Seven hundred years later, that sentiment still has some truth to it. Despite a highly-connected world that our grandparents – let alone Marco Polo – couldn’t have fathomed, I find societal thinking to still be more insular than one would expect.
After all, in places like the United States, the idea of moving to another country to take a job is rather odd. That’s what kids in worse than depression-level unemployment climates like that of Spain do. And starting a business? Why go anywhere else?
Yet my friend, frontier market investor Chris Tell recently wrote about an interesting opportunity in China.
Since six infants died in 2008 from severe kidney poisoning at the hands of bad formula, the country has been on high alert against food contamination.

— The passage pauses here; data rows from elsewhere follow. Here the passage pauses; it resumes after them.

//! Branded ID newtypes for type safety.
//!
//! Every entity in the Stagecraft system has a distinct ID type implemented
//! as a newtype wrapper around `String`. This prevents accidentally passing a
//! client ID where a session ID is expected.
//!
//! All IDs are UUID v7 (time-ordered) generated via [`uuid::Uuid::now_v7`].

use serde::{Deserialize, Serialize};
use std::fmt;
use uuid::Uuid;

/// Generate a new UUID v7 string (time-ordered).
fn new_v7() -> String {
    Uuid::now_v7().to_string()
}

macro_rules! branded_id {
    ($(#[$meta:meta])* $name:ident) => {
        $(#[$meta])*
        #[derive(Clone, Debug, PartialEq, Eq, Hash, Serialize, Deserialize)]
        #[serde(transparent)]
        pub struct $name(String);

        impl $name {
            /// Create a new random ID (UUID v7, time-ordered).
            #[must_use]
            pub fn new() -> Self {
                Self(new_v7())
            }

            /// Create from an existing string value.
            #[must_use]
            pub fn from_string(s: String) -> Self {
                Self(s)
            }

            /// Return the inner string as a slice.
            #[must_use]
            pub fn as_str(&self) -> &str {
                &self.0
            }

            /// Consume self and return the inner `String`.
            #[must_use]
            pub fn into_inner(self) -> String {
                self.0
            }
        }

        impl Default for $name {
            fn default() -> Self {
                Self::new()
            }
        }

        impl std::ops::Deref for $name {
            type Target = str;
            fn deref(&self) -> &str {
                &self.0
            }
        }

        impl AsRef<str> for $name {
            fn as_ref(&self) -> &str {
                &self.0
            }
        }

        impl fmt::Display for $name {
            fn fmt(&self, f: &mut fmt::Formatter<'_>) -> fmt::Result {
                f.write_str(&self.0)
            }
        }

        impl From<String> for $name {
            fn from(s: String) -> Self {
                Self(s)
            }
        }

        impl From<&str> for $name {
            fn from(s: &str) -> Self {
                Self(s.to_owned())
            }
        }

        impl From<$name> for String {
            fn from(id: $name) -> Self {
                id.0
            }
        }
    };
}

branded_id! {
    /// Unique identifier for a narrative session.
    SessionId
}

branded_id! {
    /// Unique identifier for a persisted transcript message.
    MessageId
}

branded_id! {
    /// Unique identifier for a connected client (socket session).
    ClientId
}

// ─────────────────────────────────────────────────────────────────────────────
// Tests
// ─────────────────────────────────────────────────────────────────────────────
//! `SQLite`-backed transcript store.

use rusqlite::params;
use tracing::instrument;

use stagecraft_core::dialogue::DialogueKind;
use stagecraft_core::ids::{MessageId, SessionId};

use crate::connection::ConnectionPool;
use crate::errors::{Result, StoreError};
use crate::store::TranscriptStore;
use crate::types::{SessionMeta, StoredMessage};

/// Transcript store over a pooled `SQLite` database.
pub struct SqliteTranscriptStore {
    pool: ConnectionPool,
}

impl SqliteTranscriptStore {
    /// Create a store over an already-migrated pool.
    pub fn new(pool: ConnectionPool) -> Self {
        Self { pool }
    }

    /// The underlying pool.
    pub fn pool(&self) -> &ConnectionPool {
        &self.pool
    }
}

impl TranscriptStore for SqliteTranscriptStore {
    #[instrument(skip(self, content), fields(session_id = %session_id, sequence))]
    fn append_message(
        &self,
        session_id: &SessionId,
        role: &str,
        content: &str,
        kind: DialogueKind,
        sequence: u64,
    ) -> Result<StoredMessage> {
        let conn = self.pool.get()?;
        let message = StoredMessage {
            id: MessageId::new(),
            session_id: session_id.to_string(),
            role: role.to_owned(),
            content: content.to_owned(),
            kind,
            sequence,
            created_at: chrono::Utc::now().to_rfc3339(),
        };

        let inserted = conn.execute(
            "INSERT INTO messages (id, session_id, role, content, kind, sequence, created_at)
             VALUES (?1, ?2, ?3, ?4, ?5, ?6, ?7)",
            params![
                message.id.as_str(),
                message.session_id,
                message.role,
                message.content,
                message.kind.as_str(),
                message.sequence,
                message.created_at,
            ],
        );

        match inserted {
            Ok(_) => Ok(message),
            Err(rusqlite::Error::SqliteFailure(e, _))
                if e.code == rusqlite::ErrorCode::ConstraintViolation =>
            {
                Err(StoreError::WriteRejected {
                    message: format!("duplicate sequence {sequence} for session {session_id}"),
                })
            }
            Err(e) => Err(e.into()),
        }
    }

    fn load_messages(&self, session_id: &SessionId) -> Result<Vec<StoredMessage>> {
        let conn = self.pool.get()?;
        let mut stmt = conn.prepare(
            "SELECT id, session_id, role, content, kind, sequence, created_at
             FROM messages WHERE session_id = ?1 ORDER BY sequence ASC",
        )?;

        let rows = stmt.query_map([session_id.as_str()], |row| {
            Ok(StoredMessage {
                id: MessageId::from_string(row.get::<_, String>(0)?),
                session_id: row.get(1)?,
                role: row.get(2)?,
                content: row.get(3)?,
                kind: DialogueKind::from_str_lossy(&row.get::<_, String>(4)?),
                sequence: row.get(5)?,
                created_at: row.get(6)?,
            })
        })?;

        let mut messages = Vec::new();
        for row in rows {
            messages.push(row?);
        }
        Ok(messages)
    }

    fn update_session_meta(&self, session_id: &SessionId, meta: &SessionMeta) -> Result<()> {
        let conn = self.pool.get()?;
        let _ = conn.execute(
            "INSERT INTO sessions (id, objective_index, completed, background_summary, failure_reason, updated_at)
             VALUES (?1, ?2, ?3, ?4, ?5, ?6)
             ON CONFLICT (id) DO UPDATE SET
                 objective_index = excluded.objective_index,
                 completed = excluded.completed,
                 background_summary = excluded.background_summary,
                 failure_reason = excluded.failure_reason,
                 updated_at = excluded.updated_at",
            params![
                session_id.as_str(),
                meta.objective_index,
                i32::from(meta.completed),
                meta.background_summary,
                meta.failure_reason,
                chrono::Utc::now().to_rfc3339(),
            ],
        )?;
        Ok(())
    }

    fn load_session_meta(&self, session_id: &SessionId) -> Result<Option<SessionMeta>> {
        let conn = self.pool.get()?;
        let mut stmt = conn.prepare(
            "SELECT objective_index, completed, background_summary, failure_reason
             FROM sessions WHERE id = ?1",
        )?;

        let mut rows = stmt.query([session_id.as_str()])?;
        let Some(row) = rows.next()? else {
            return Ok(None);
        };
        Ok(Some(SessionMeta {
            objective_index: row.get(0)?,
            completed: row.get::<_, i32>(1)? != 0,
            background_summary: row.get(2)?,
            failure_reason: row.get(3)?,
        }))
    }
}

// ─────────────────────────────────────────────────────────────────────────────
// Tests
// ─────────────────────────────────────────────────────────────────────────────

#[cfg(test)]
mod tests {
    use super::*;
    use crate::connection::{new_in_memory, ConnectionConfig};
    use crate::migrations::run_migrations;
    use assert_matches::assert_matches;

    fn make_store() -> SqliteTranscriptStore {
        let pool = new_in_memory(&ConnectionConfig::default()).unwrap();
        {
            let conn = pool.get().unwrap();
            run_migrations(&conn).unwrap();
        }
        SqliteTranscriptStore::new(pool)
    }

    #[test]
    fn append_and_load_ordered() {
        let store = make_store();
        let sid = SessionId::from("s1");

        let _ = store
            .append_message(&sid, "Narration", "It begins.", DialogueKind::Narration, 0)
            .unwrap();
        let _ = store
            .append_message(&sid, "Mira", "Hello.", DialogueKind::Actor, 1)
            .unwrap();

        let messages = store.load_messages(&sid).unwrap();
        assert_eq!(messages.len(), 2);
        assert_eq!(messages[0].sequence, 0);
        assert_eq!(messages[1].role, "Mira");
        assert_eq!(messages[1].kind, DialogueKind::Actor);
    }

    #[test]
    fn load_messages_empty_session() {
        let store = make_store();
        let messages = store.load_messages(&SessionId::from("nope")).unwrap();
        assert!(messages.is_empty());
    }

    #[test]
    fn duplicate_sequence_is_write_rejected() {
        let store = make_store();
        let sid = SessionId::from("s1");
        let _ = store
            .append_message(&sid, "Mira", "one", DialogueKind::Actor, 0)
            .unwrap();
        let dup = store.append_message(&sid, "Mira", "two", DialogueKind::Actor, 0);
        assert_matches!(dup, Err(StoreError::WriteRejected { .. }));
    }

    #[test]
    fn sessions_do_not_share_messages() {
        let store = make_store();
        let _ = store
            .append_message(&SessionId::from("a"), "Mira", "hi", DialogueKind::Actor, 0)
            .unwrap();
        let other = store.load_messages(&SessionId::from("b")).unwrap();
        assert!(other.is_empty());
    }

    #[test]
    fn meta_upsert_roundtrip() {
        let store = make_store();
        let sid = SessionId::from("s1");

        assert!(store.load_session_meta(&sid).unwrap().is_none());

        let meta = SessionMeta {
            objective_index: 1,
            completed: false,
            background_summary: "They met at the pier.".into(),
            failure_reason: String::new(),
        };
        store.update_session_meta(&sid, &meta).unwrap();
        assert_eq!(store.load_session_meta(&sid).unwrap(), Some(meta));

        let updated = SessionMeta {
            objective_index: 2,
            completed: true,
            background_summary: "All resolved.".into(),
            failure_reason: String::new(),
        };
        store.update_session_meta(&sid, &updated).unwrap();
        assert_eq!(store.load_session_meta(&sid).unwrap(), Some(updated));
    }

    #[test]
    fn file_backed_store_persists_across_pools() {
        let dir = tempfile::tempdir().unwrap();
        let path = dir.path().join("transcripts.db");
        let path = path.to_str().unwrap();
        let sid = SessionId::from("s1");

        {
            let pool = crate::connection::new_file(path, &ConnectionConfig::default()).unwrap();
            {
                let conn = pool.get().unwrap();
                run_migrations(&conn).unwrap();
            }
            let store = SqliteTranscriptStore::new(pool);
            let _ = store
                .append_message(&sid, "Mira", "persisted", DialogueKind::Actor, 0)
                .unwrap();
        }

        let pool = crate::connection::new_file(path, &ConnectionConfig::default()).unwrap();
        {
            let conn = pool.get().unwrap();
            run_migrations(&conn).unwrap();
        }
        let store = SqliteTranscriptStore::new(pool);
        let messages = store.load_messages(&sid).unwrap();
        assert_eq!(messages.len(), 1);
        assert_eq!(messages[0].content, "persisted");
    }
}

Having spent significant time in China on several occasions and having a large number of Chinese friends, that phenomenon is nothing new. But it’s gotten louder. Alongside long-time claims about bad food safety such as restaurants re-using cooking oil, there’s no doubt the Chinese don’t trust their food producers. Especially in the dairy field.
The market in China is wide open for someone to legitimately gain consumer trust. Michael Silverstein, author of The $10 Trillion Prize told me earlier this year that buyout firm KKR owned thousands of milk cows in China as part of its Modern Dairy unit (they sold most of that stake earlier this month). While their improved safety standards have made a dent, there’s much work to be done.

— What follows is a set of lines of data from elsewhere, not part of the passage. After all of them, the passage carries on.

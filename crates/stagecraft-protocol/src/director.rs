//! # Director Contract
//!
//! The director plans scenes, turns plans into performable scripts, and
//! judges objective completion. Implementors must be `Send + Sync` for use
//! across async tasks; the engine treats every call as blocking,
//! uninterruptible I/O and re-checks its cancellation epoch after each one.

use async_trait::async_trait;
use serde::{Deserialize, Serialize};
use serde_json::Value;

use stagecraft_core::parse::parse_lenient;

use crate::errors::{ProtocolError, ProtocolResult};

/// Context handed to every director and performer call.
#[derive(Clone, Debug, Default, PartialEq, Eq, Serialize, Deserialize)]
#[serde(rename_all = "camelCase")]
pub struct SceneContext {
    /// Background summary of everything before the current window.
    pub background: String,
    /// Recent transcript window, rendered as speaker lines.
    pub transcript: String,
}

impl SceneContext {
    /// Build a context from background and transcript window.
    #[must_use]
    pub fn new(background: impl Into<String>, transcript: impl Into<String>) -> Self {
        Self {
            background: background.into(),
            transcript: transcript.into(),
        }
    }
}

/// A scene plan: a summary of everything so far plus the outline of the next
/// scene.
#[derive(Clone, Debug, Default, PartialEq, Serialize, Deserialize)]
#[serde(rename_all = "snake_case")]
pub struct ScenePlan {
    /// Comprehensive summary of the narrative so far. Replaces the transcript
    /// context window to bound prompt growth.
    #[serde(default)]
    pub previous_outline: String,
    /// Outline for the next scene. May be a string or a structured object,
    /// depending on the backend.
    #[serde(default)]
    pub new_outline: Value,
}

impl ScenePlan {
    /// Parse raw model output into a plan.
    ///
    /// Mirrors the lenient shape the backends actually produce: if the object
    /// has no `new_outline` key, the entire object is taken as the outline.
    pub fn from_model_output(raw: &str) -> ProtocolResult<Self> {
        let value: Value = parse_lenient(raw)?;
        let previous_outline = value
            .get("previous_outline")
            .and_then(Value::as_str)
            .unwrap_or_default()
            .to_owned();
        let new_outline = match value.get("new_outline") {
            Some(outline) if !outline.is_null() => outline.clone(),
            _ => value,
        };
        Ok(Self {
            previous_outline,
            new_outline,
        })
    }

    /// The outline rendered as text for the scripting call.
    #[must_use]
    pub fn outline_text(&self) -> String {
        match &self.new_outline {
            Value::String(s) => s.clone(),
            Value::Null => String::new(),
            other => other.to_string(),
        }
    }
}

/// One step of a turn script: a performer instruction or a narration line.
#[derive(Clone, Debug, Default, PartialEq, Eq, Serialize, Deserialize)]
pub struct ScriptStep {
    /// The role this step belongs to ("Narration" for narration).
    #[serde(default)]
    pub role: String,
    /// Action guidance for a performer.
    #[serde(default, skip_serializing_if = "Option::is_none")]
    pub instruction: Option<String>,
    /// Literal content (narration and fallback form).
    #[serde(default, skip_serializing_if = "Option::is_none")]
    pub content: Option<String>,
}

impl ScriptStep {
    /// The step text: instruction first, content as fallback.
    #[must_use]
    pub fn text(&self) -> &str {
        self.instruction
            .as_deref()
            .filter(|s| !s.is_empty())
            .or(self.content.as_deref())
            .unwrap_or_default()
    }

    /// Whether this step is a narration line.
    #[must_use]
    pub fn is_narration(&self) -> bool {
        self.role.eq_ignore_ascii_case("narration")
    }
}

/// An ordered turn script produced by the director.
#[derive(Clone, Debug, Default, PartialEq, Eq, Serialize, Deserialize)]
pub struct TurnScript {
    /// The ordered steps. Backends emit the key as `scripts`.
    #[serde(default, alias = "scripts")]
    pub steps: Vec<ScriptStep>,
}

impl TurnScript {
    /// Parse raw model output into a script.
    pub fn from_model_output(raw: &str) -> ProtocolResult<Self> {
        let script: Self = parse_lenient(raw)?;
        if script.steps.is_empty() {
            return Err(ProtocolError::MalformedPlan {
                message: "script contains no steps".into(),
            });
        }
        Ok(script)
    }
}

/// The director's judgement of whether the current objective is satisfied.
#[derive(Clone, Debug, Default, PartialEq, Eq, Serialize, Deserialize)]
pub struct ObjectiveCheck {
    /// Whether the objective was met.
    #[serde(default)]
    pub completed: bool,
    /// The director's stated reason.
    #[serde(default)]
    pub reason: String,
}

impl ObjectiveCheck {
    /// Parse raw model output into a check result.
    pub fn from_model_output(raw: &str) -> ProtocolResult<Self> {
        Ok(parse_lenient(raw)?)
    }
}

/// The scene-planning and judging collaborator.
#[async_trait]
pub trait Director: Send + Sync {
    /// Plan the next scene from the current context and objective. The
    /// failure reason from a previously unsatisfied check is fed back so the
    /// director can self-correct.
    async fn generate_outline(
        &self,
        context: &SceneContext,
        objective: &str,
        failure_reason: &str,
    ) -> ProtocolResult<ScenePlan>;

    /// Turn an outline into an ordered script of performable steps.
    async fn generate_turn_script(
        &self,
        context: &SceneContext,
        outline: &str,
        failure_reason: &str,
    ) -> ProtocolResult<TurnScript>;

    /// Judge whether the transcript so far satisfies the objective.
    async fn check_objective(
        &self,
        transcript: &str,
        objective: &str,
    ) -> ProtocolResult<ObjectiveCheck>;
}

// ─────────────────────────────────────────────────────────────────────────────
// Tests
// ─────────────────────────────────────────────────────────────────────────────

How much needs to be done? Chris tells us:
In a move reminiscent of US anti-drug trafficking efforts, the Chinese Government, exhibiting the intellectual capacity of a stuffed bear, have since restricted imports [of formula] to just 2 cans per person. This has opened up a massive smuggling opportunity. You know the world is a screwed up place when transporting something so innocuous as infant formula is a punishable crime!
Chinese parents are searching literally around the world, willing to pay huge markups for “safe” baby formula. Like every other time Big Government steps in to screw up a situation, a black market has cropped up for the stuff. People are selling it out of their homes. You know you’ve got an opportunity when people are buying food for their children from people off the street. Yet none of the top imported brands have an organized strategy to become the trusted player in this space.
It’s literally wide open.
A Chinese mother told the media: “Even if there is only a 1% chance that Chinese formula is not safe, I don’t want to be that 1%.” With the high-population emerging world growing faster than the west, these countries need solutions from global entrepreneurs who are willing to truly understand how to do business there.

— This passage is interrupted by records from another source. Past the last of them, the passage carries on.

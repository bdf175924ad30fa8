//! Cast assembly — the construction-time collaborator.
//!
//! A [`CastProvider`] stands in for the external episode/show/chat lookups:
//! given a session id it produces the director, the performers, the player's
//! name, and the ordered objectives. Assembly may perform slow I/O; the
//! registry always calls it outside any map lock.

use std::collections::HashMap;
use std::sync::Arc;

use async_trait::async_trait;

use stagecraft_core::ids::SessionId;
use stagecraft_protocol::{Director, Performer};

use crate::errors::EngineError;

/// Everything needed to construct one session's orchestrator.
pub struct Cast {
    /// The scene-planning collaborator.
    pub director: Arc<dyn Director>,
    /// Character voices, matched to script steps by name.
    pub performers: Vec<Arc<dyn Performer>>,
    /// The human participant's character name.
    pub player_name: String,
    /// Ordered narrative objectives.
    pub objectives: Vec<String>,
    /// Initial scenario background.
    pub background: String,
}

impl Cast {
    /// Index performers by name for script-step resolution.
    #[must_use]
    pub fn performer_map(&self) -> HashMap<String, Arc<dyn Performer>> {
        self.performers
            .iter()
            .map(|p| (p.name().to_owned(), p.clone()))
            .collect()
    }
}

/// Assembles a session's cast from external storage.
#[async_trait]
pub trait CastProvider: Send + Sync {
    /// Look up the session's show and build its cast.
    ///
    /// Returns [`EngineError::SessionNotFound`] when no such session exists
    /// upstream, [`EngineError::Cast`] for other assembly failures.
    async fn assemble(&self, session_id: &SessionId) -> Result<Cast, EngineError>;
}

// ─────────────────────────────────────────────────────────────────────────────
// Tests
// ─────────────────────────────────────────────────────────────────────────────
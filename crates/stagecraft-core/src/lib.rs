//! # stagecraft-core
//!
//! Foundation types for the Stagecraft narrative engine.
//!
//! This crate provides the shared vocabulary the other Stagecraft crates
//! depend on:
//!
//! - **Branded IDs**: `SessionId`, `MessageId`, `ClientId` as newtypes for type safety
//! - **Dialogue**: `DialogueEntry` and `DialogueKind` — the transcript unit
//! - **Events**: `StageEvent` — epoch-tagged session events for broadcast
//! - **Parsing**: `clean_json` / `parse_lenient` for model-produced JSON

#![deny(unsafe_code)]

pub mod dialogue;
pub mod events;
pub mod ids;
pub mod parse;
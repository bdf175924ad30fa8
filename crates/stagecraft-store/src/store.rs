//! The `TranscriptStore` contract consumed by the engine.

use stagecraft_core::dialogue::DialogueKind;
use stagecraft_core::ids::SessionId;

use crate::errors::Result;
use crate::types::{SessionMeta, StoredMessage};

/// Durable transcript and session-metadata storage.
///
/// Implementations must be `Send + Sync`; the engine calls them from a
/// dedicated persistence worker and treats every failure as non-fatal — the
/// in-memory session state stays authoritative.
pub trait TranscriptStore: Send + Sync {
    /// Append one message. Rejects duplicate `(session_id, sequence)` pairs.
    fn append_message(
        &self,
        session_id: &SessionId,
        role: &str,
        content: &str,
        kind: DialogueKind,
        sequence: u64,
    ) -> Result<StoredMessage>;

    /// Load a session's messages ordered by sequence.
    fn load_messages(&self, session_id: &SessionId) -> Result<Vec<StoredMessage>>;

    /// Upsert the session metadata row.
    fn update_session_meta(&self, session_id: &SessionId, meta: &SessionMeta) -> Result<()>;

    /// Load the session metadata row, if one exists.
    fn load_session_meta(&self, session_id: &SessionId) -> Result<Option<SessionMeta>>;
}
//! Lenient parsing for model-produced JSON.
//!
//! Director backends return JSON wrapped in markdown fences, prefixed with a
//! stray `json` language line, or carrying trailing commas. [`clean_json`]
//! normalizes those artifacts so the typed structures can deserialize;
//! [`parse_lenient`] combines cleanup and deserialization with a warning log
//! on failure.

use std::sync::OnceLock;

use regex::Regex;
use serde::de::DeserializeOwned;
use tracing::warn;

fn trailing_comma_re() -> &'static Regex {
    static RE: OnceLock<Regex> = OnceLock::new();
    RE.get_or_init(|| Regex::new(r",\s*([\]}])").expect("static regex"))
}

/// Strip markdown fences, a `json` prefix line, and trailing commas from a
/// JSON string produced by a language model.
#[must_use]
pub fn clean_json(raw: &str) -> String {
    let mut cleaned = raw.trim();

    // Remove markdown fences if present.
    if cleaned.starts_with("```") && cleaned.ends_with("```") && cleaned.len() >= 6 {
        cleaned = cleaned
            .trim_start_matches('`')
            .trim_end_matches('`')
            .trim();
    }

    // Drop a leading `json` language-tag line.
    let cleaned = match cleaned.split_once('\n') {
        Some((first, rest)) if first.trim().eq_ignore_ascii_case("json") => rest,
        _ => cleaned,
    };

    // Remove trailing commas before a closing brace/bracket.
    trailing_comma_re()
        .replace_all(cleaned.trim(), "$1")
        .into_owned()
}

/// Clean and deserialize a model response into `T`.
///
/// Logs a warning with a short preview on failure; the caller decides whether
/// a parse failure aborts the turn.
pub fn parse_lenient<T: DeserializeOwned>(raw: &str) -> Result<T, serde_json::Error> {
    let cleaned = clean_json(raw);
    serde_json::from_str(&cleaned).inspect_err(|e| {
        warn!(
            error = %e,
            preview = cleaned.chars().take(120).collect::<String>(),
            "failed to parse model JSON"
        );
    })
}

// ─────────────────────────────────────────────────────────────────────────────
// Tests
// ─────────────────────────────────────────────────────────────────────────────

The Chinese mother who doesn’t want to chance getting the 1% of unsafe food is one of the endless number of customers that could put you into the one-percent club.
That opportunity plays out over and over around the world.
Take a peek outside your usual haunts and you’ll find countless opportunities like this. According to some foreign investors I talk to, the three times return KKR earned on its Chinese dairy unit is small change to what can be earned by savvy global entrepreneurs in less developed emerging countries.
As our friend Ulysses at Diverging Markets reported this month, the landlocked African nation of Ethiopia – not exactly the continent’s most resource rich – has GDP growth of 10% and is becoming one of the best countries in Africa to be in. Do you think there are more opportunities in a country that, surrounded by neighbors like South Sudan and Somalia, has built itself into a powerhouse African economy?
Back in Asia, fast food chain KFC is setting the stage to open fifteen restaurants in the next couple years. They dominated the market in China and are now taking their act to the next big place. Yet when I offer up Mongolia as an offshore banking option, people scoff. It’s like suggesting someone go to Timbuktu or Cucamonga. No one really knows where those places are, but they’ve been ingrained in our minds as synonymous with “far away”. A world apart.
It’s the mirage of global opportunity.
The world is calling out for solutions. Fast-growing countries fast-rapidly growing affluence need solutions to their problems that no other company may be stepping up to fill. In some cases, there is just so much growth that it’s hard to keep up, and demand outpaces supply. Wouldn’t you rather answer their call than toil away in a home country with too much supply and too much competition?